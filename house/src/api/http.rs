use arcade_types::{
    BalanceQuery, DepositRequest, GuessRequest, PlaceBetRequest, ReportOutcomeRequest,
    WagerHistoryQuery, WithdrawalRequest,
};
use axum::{
    extract::{Query, State as AxumState},
    http::{header, HeaderMap, StatusCode},
    response::{IntoResponse, Response},
    Json,
};
use serde::Serialize;
use std::sync::Arc;

use crate::{House, HouseError};

/// Simple health response for basic liveness checks
#[derive(Serialize)]
struct HealthzResponse {
    ok: bool,
}

fn respond<T: Serialize>(result: Result<T, HouseError>) -> Response {
    match result {
        Ok(body) => Json(body).into_response(),
        Err(err) => err.into_response(),
    }
}

pub(super) async fn healthz() -> Response {
    Json(HealthzResponse { ok: true }).into_response()
}

pub(super) async fn config(AxumState(house): AxumState<Arc<House>>) -> Response {
    Json(house.config.clone()).into_response()
}

pub(super) async fn metrics(
    headers: HeaderMap,
    AxumState(house): AxumState<Arc<House>>,
) -> Response {
    if let Some(status) = metrics_auth_error(house.config.metrics_token.as_deref(), &headers) {
        return status.into_response();
    }
    Json(house.metrics_snapshot()).into_response()
}

pub(super) async fn balance(
    AxumState(house): AxumState<Arc<House>>,
    Query(query): Query<BalanceQuery>,
) -> Response {
    Json(house.balances(&query.wallet)).into_response()
}

pub(super) async fn wagers(
    AxumState(house): AxumState<Arc<House>>,
    Query(query): Query<WagerHistoryQuery>,
) -> Response {
    Json(house.wager_history(&query)).into_response()
}

pub(super) async fn place_bet(
    AxumState(house): AxumState<Arc<House>>,
    Json(request): Json<PlaceBetRequest>,
) -> Response {
    respond(house.place_bet(request).await)
}

pub(super) async fn guess(
    AxumState(house): AxumState<Arc<House>>,
    Json(request): Json<GuessRequest>,
) -> Response {
    respond(house.guess(request).await)
}

pub(super) async fn report_outcome(
    AxumState(house): AxumState<Arc<House>>,
    Json(request): Json<ReportOutcomeRequest>,
) -> Response {
    respond(house.report_outcome(request).await)
}

pub(super) async fn record_deposit(
    AxumState(house): AxumState<Arc<House>>,
    Json(request): Json<DepositRequest>,
) -> Response {
    respond(house.record_deposit(request).await)
}

pub(super) async fn request_withdrawal(
    AxumState(house): AxumState<Arc<House>>,
    Json(request): Json<WithdrawalRequest>,
) -> Response {
    respond(house.request_withdrawal(request).await)
}

fn metrics_auth_error(token: Option<&str>, headers: &HeaderMap) -> Option<StatusCode> {
    let token = token.filter(|token| !token.is_empty())?;
    let bearer = headers
        .get(header::AUTHORIZATION)
        .and_then(|value| value.to_str().ok())
        .and_then(|value| value.strip_prefix("Bearer "));
    let header_token = headers
        .get("x-metrics-token")
        .and_then(|value| value.to_str().ok());
    if bearer == Some(token) || header_token == Some(token) {
        None
    } else {
        Some(StatusCode::UNAUTHORIZED)
    }
}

----

__Prompt__
Filter the data above by the word "value" and copy every line that matches.

__Task answer__
        .and_then(|value| value.to_str().ok())
        .and_then(|value| value.strip_prefix("Bearer "));
        .and_then(|value| value.to_str().ok());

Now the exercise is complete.